= Exercise directions =
The records appear below. Report how many of their lines contain the word "enum", giving the number alone.

= Recorded information =
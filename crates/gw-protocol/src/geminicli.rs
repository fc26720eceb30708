//! Gemini CLI wraps a plain `generateContent` body in a project/model
//! envelope (`POST /v1internal:generateContent`). Reuses the wire
//! types from [`crate::gemini`] for the inner request/response.

use serde::{Deserialize, Serialize};

use crate::gemini::{GenerateContentRequest, GenerateContentResponse};

#[derive(Debug, Clone, PartialEq, Serialize, Deserialize)]
pub struct Envelope {
    pub model: String,
    pub project: String,
    pub request: GenerateContentRequest,
}

#[derive(Debug, Clone, PartialEq, Serialize, Deserialize)]
pub struct EnvelopeResponse {
    pub response: GenerateContentResponse,
}
use rust_decimal::Decimal;
use sea_orm::entity::prelude::*;
use time::OffsetDateTime;

#[sea_orm::model]
#[derive(Clone, Debug, PartialEq, DeriveEntityModel)]
#[sea_orm(table_name = "message_requests")]
pub struct Model {
    #[sea_orm(primary_key)]
    pub id: i64,
    pub user_id: i64,
    pub key_id: i64,
    pub provider_id: Option<i64>,
    pub model: String,
    pub original_model: String,
    pub http_status: Option<i32>,
    pub duration_ms: i64,
    pub input_tokens: i64,
    pub output_tokens: i64,
    pub cache_creation_5m_tokens: i64,
    pub cache_creation_1h_tokens: i64,
    pub cache_read_tokens: i64,
    pub cost_usd: Decimal,
    pub session_id: String,
    pub note: Option<String>,
    /// Ordered per-attempt decisions, `Vec<ProviderChainEntry>` via serde —
    /// a JSON column rather than a join table, the same shape the teacher
    /// uses for `providers.config_json`.
    pub provider_chain_json: Json,
    pub error_message: Option<String>,
    pub created_at: OffsetDateTime,
}

impl ActiveModelBehavior for ActiveModel {}
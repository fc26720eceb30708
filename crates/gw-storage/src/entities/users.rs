use rust_decimal::Decimal;
use sea_orm::entity::prelude::*;
use time::OffsetDateTime;

#[sea_orm::model]
#[derive(Clone, Debug, PartialEq, DeriveEntityModel)]
#[sea_orm(table_name = "users")]
pub struct Model {
    #[sea_orm(primary_key)]
    pub id: i64,
    #[sea_orm(unique_key = "user_display_name")]
    pub display_name: String,
    pub role: String,
    pub is_enabled: bool,
    pub expires_at: Option<OffsetDateTime>,
    pub rpm_limit: Option<i32>,
    pub daily_cost_limit: Option<Decimal>,
    pub daily_reset_mode: Option<String>,
    pub daily_reset_time: Option<String>,
    pub total_cost_limit: Option<Decimal>,
    pub created_at: OffsetDateTime,
    pub updated_at: OffsetDateTime,
    pub deleted_at: Option<OffsetDateTime>,
    #[sea_orm(has_many)]
    pub keys: HasMany<super::api_keys::Entity>,
}

impl ActiveModelBehavior for ActiveModel {}
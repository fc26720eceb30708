//! The three validated error-body shapes and the rate-limit body
//! (spec.md §6.2). `detect_error_response_format` distinguishes them by
//! a precise schema check, not by client format — an admin override can
//! target any of the three regardless of which client is being served.

use serde::{Deserialize, Serialize};
use serde_json::Value;

const MAX_OVERRIDE_BYTES: usize = 10 * 1024;

#[derive(Debug, Clone, Copy, PartialEq, Eq)]
pub enum ErrorShape {
    Claude,
    Gemini,
    OpenAi,
}

#[derive(Debug, Clone, PartialEq, Serialize, Deserialize)]
pub struct ClaudeError {
    #[serde(rename = "type")]
    pub kind: String,
    pub error: ClaudeErrorBody,
    #[serde(skip_serializing_if = "Option::is_none")]
    pub request_id: Option<String>,
}

#[derive(Debug, Clone, PartialEq, Serialize, Deserialize)]
pub struct ClaudeErrorBody {
    #[serde(rename = "type")]
    pub kind: String,
    pub message: String,
}

#[derive(Debug, Clone, PartialEq, Serialize, Deserialize)]
pub struct GeminiError {
    pub error: GeminiErrorBody,
}

#[derive(Debug, Clone, PartialEq, Serialize, Deserialize)]
pub struct GeminiErrorBody {
    pub code: i32,
    pub message: String,
    pub status: String,
    #[serde(default, skip_serializing_if = "Option::is_none")]
    pub details: Option<Vec<Value>>,
}

#[derive(Debug, Clone, PartialEq, Serialize, Deserialize)]
pub struct OpenAiError {
    pub error: OpenAiErrorBody,
}

#[derive(Debug, Clone, PartialEq, Serialize, Deserialize)]
pub struct OpenAiErrorBody {
    #[serde(rename = "type")]
    pub kind: String,
    pub message: String,
    #[serde(default, skip_serializing_if = "Option::is_none")]
    pub param: Option<String>,
    #[serde(default, skip_serializing_if = "Option::is_none")]
    pub code: Option<String>,
}

#[derive(Debug, Clone, Copy, PartialEq, Eq, Serialize, Deserialize)]
#[serde(rename_all = "snake_case")]
pub enum LimitType {
    Rpm,
    /// `#[serde(rename)]` needed: the derived snake_case rule only
    /// inserts `_` before uppercase letters, so `Usd5h` would otherwise
    /// serialize as `usd5h` instead of spec.md §6.2's `usd_5h`.
    #[serde(rename = "usd_5h")]
    Usd5h,
    UsdWeekly,
    UsdMonthly,
    UsdTotal,
    DailyQuota,
    ConcurrentSessions,
}

#[derive(Debug, Clone, PartialEq, Serialize, Deserialize)]
pub struct RateLimitBody {
    pub error: RateLimitErrorBody,
}

#[derive(Debug, Clone, PartialEq, Serialize, Deserialize)]
pub struct RateLimitErrorBody {
    #[serde(rename = "type")]
    pub kind: String,
    pub message: String,
    pub code: String,
    pub limit_type: LimitType,
    /// `f64`, not `i64`: several limit types (the cost-based ones) carry
    /// fractional USD amounts, not integer counts.
    pub current: f64,
    pub limit: f64,
    pub reset_time: String,
}

impl RateLimitBody {
    pub fn new(limit_type: LimitType, current: f64, limit: f64, reset_time: String, message: impl Into<String>) -> Self {
        RateLimitBody {
            error: RateLimitErrorBody {
                kind: "rate_limit_error".to_string(),
                message: message.into(),
                code: "rate_limit_exceeded".to_string(),
                limit_type,
                current,
                limit,
                reset_time,
            },
        }
    }
}

/// Schema-based shape detection — not every field needs to be present,
/// only the discriminating ones spec.md names.
pub fn detect_error_response_format(body: &Value) -> Option<ErrorShape> {
    let object = body.as_object()?;

    if object.get("type").and_then(|v| v.as_str()) == Some("error")
        && object
            .get("error")
            .and_then(|e| e.as_object())
            .is_some_and(|e| e.contains_key("type"))
    {
        return Some(ErrorShape::Claude);
    }

    if let Some(error) = object.get("error").and_then(|e| e.as_object())
        && error.get("code").is_some_and(|v| v.is_number())
        && error.get("status").is_some_and(|v| v.is_string())
    {
        return Some(ErrorShape::Gemini);
    }

    if !object.contains_key("type")
        && let Some(error) = object.get("error").and_then(|e| e.as_object())
        && error.get("type").is_some_and(|v| v.is_string())
        && error.get("message").is_some_and(|v| v.is_string())
    {
        return Some(ErrorShape::OpenAi);
    }

    None
}

#[derive(Debug, thiserror::Error)]
pub enum OverrideValidationError {
    #[error("override body exceeds {MAX_OVERRIDE_BYTES} bytes")]
    TooLarge,
    #[error("override body did not match any of the Claude/Gemini/OpenAI error shapes")]
    UnrecognizedShape,
    #[error("override status code {0} is outside [400,599]")]
    StatusOutOfRange(u16),
}

/// Validated both on write (when an admin saves the rule) and again at
/// response time before emission.
pub fn validate_override_body(body: &Value) -> Result<ErrorShape, OverrideValidationError> {
    let serialized = serde_json::to_vec(body).unwrap_or_default();
    if serialized.len() > MAX_OVERRIDE_BYTES {
        return Err(OverrideValidationError::TooLarge);
    }
    detect_error_response_format(body).ok_or(OverrideValidationError::UnrecognizedShape)
}

pub fn validate_override_status(status: u16) -> Result<(), OverrideValidationError> {
    if (400..=599).contains(&status) {
        Ok(())
    } else {
        Err(OverrideValidationError::StatusOutOfRange(status))
    }
}

/// `error.message = ""` in a stored override template substitutes the
/// original upstream/pipeline message at emission time.
pub fn apply_message_fallback(mut body: Value, original_message: &str) -> Value {
    if let Some(error) = body.get_mut("error").and_then(|e| e.as_object_mut())
        && error.get("message").and_then(|v| v.as_str()) == Some("")
    {
        error.insert(
            "message".to_string(),
            Value::String(original_message.to_string()),
        );
    }
    body
}

/// Default `error.type` per shape, inferred from an HTTP status
/// (spec.md §4.13).
pub fn default_error_type(status: u16) -> &'static str {
    match status {
        400 => "invalid_request_error",
        401 => "authentication_error",
        403 => "permission_error",
        404 => "not_found_error",
        429 => "rate_limit_error",
        500 => "internal_server_error",
        502 => "bad_gateway_error",
        503 => "service_unavailable_error",
        504 => "gateway_timeout_error",
        _ => "api_error",
    }
}

#[cfg(test)]
mod tests {
    use super::*;

    #[test]
    fn usd_5h_serializes_with_underscore_before_digit() {
        let value = serde_json::to_value(LimitType::Usd5h).unwrap();
        assert_eq!(value, "usd_5h");
    }

    #[test]
    fn detects_claude_shape() {
        let body = serde_json::json!({"type": "error", "error": {"type": "not_found_error", "message": "x"}});
        assert_eq!(detect_error_response_format(&body), Some(ErrorShape::Claude));
    }

    #[test]
    fn detects_gemini_shape() {
        let body = serde_json::json!({"error": {"code": 404, "message": "x", "status": "NOT_FOUND"}});
        assert_eq!(detect_error_response_format(&body), Some(ErrorShape::Gemini));
    }

    #[test]
    fn detects_openai_shape() {
        let body = serde_json::json!({"error": {"type": "invalid_request_error", "message": "x"}});
        assert_eq!(detect_error_response_format(&body), Some(ErrorShape::OpenAi));
    }

    #[test]
    fn rejects_oversized_override() {
        let big_message = "a".repeat(MAX_OVERRIDE_BYTES + 1);
        let body = serde_json::json!({"error": {"type": "invalid_request_error", "message": big_message}});
        assert!(matches!(
            validate_override_body(&body),
            Err(OverrideValidationError::TooLarge)
        ));
    }

    #[test]
    fn empty_message_falls_back_to_original() {
        let body = serde_json::json!({"error": {"type": "invalid_request_error", "message": ""}});
        let filled = apply_message_fallback(body, "boom");
        assert_eq!(filled["error"]["message"], "boom");
    }

    #[test]
    fn status_out_of_range_rejected() {
        assert!(validate_override_status(399).is_err());
        assert!(validate_override_status(600).is_err());
        assert!(validate_override_status(500).is_ok());
    }
}
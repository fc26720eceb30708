use sea_orm::entity::prelude::*;
use time::OffsetDateTime;

/// Best-effort durable mirror of the Redis `circuit_breaker:state:{id}`
/// hash (spec.md §6.5), scoped with an `until_at` expiry column the same
/// way the teacher scopes `credential_disallow` rows — read at
/// `gw-breaker` preload so a restart without Redis still has a picture
/// of recently open breakers; never blocks startup if empty or stale.
#[sea_orm::model]
#[derive(Clone, Debug, PartialEq, DeriveEntityModel)]
#[sea_orm(table_name = "circuit_breaker_states")]
pub struct Model {
    #[sea_orm(primary_key)]
    pub provider_id: i64,
    pub failure_count: i32,
    pub last_failure_time: Option<OffsetDateTime>,
    pub circuit_state: String,
    pub circuit_open_until: Option<OffsetDateTime>,
    pub half_open_success_count: i32,
    pub until_at: OffsetDateTime,
}

impl ActiveModelBehavior for ActiveModel {}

= Result =
3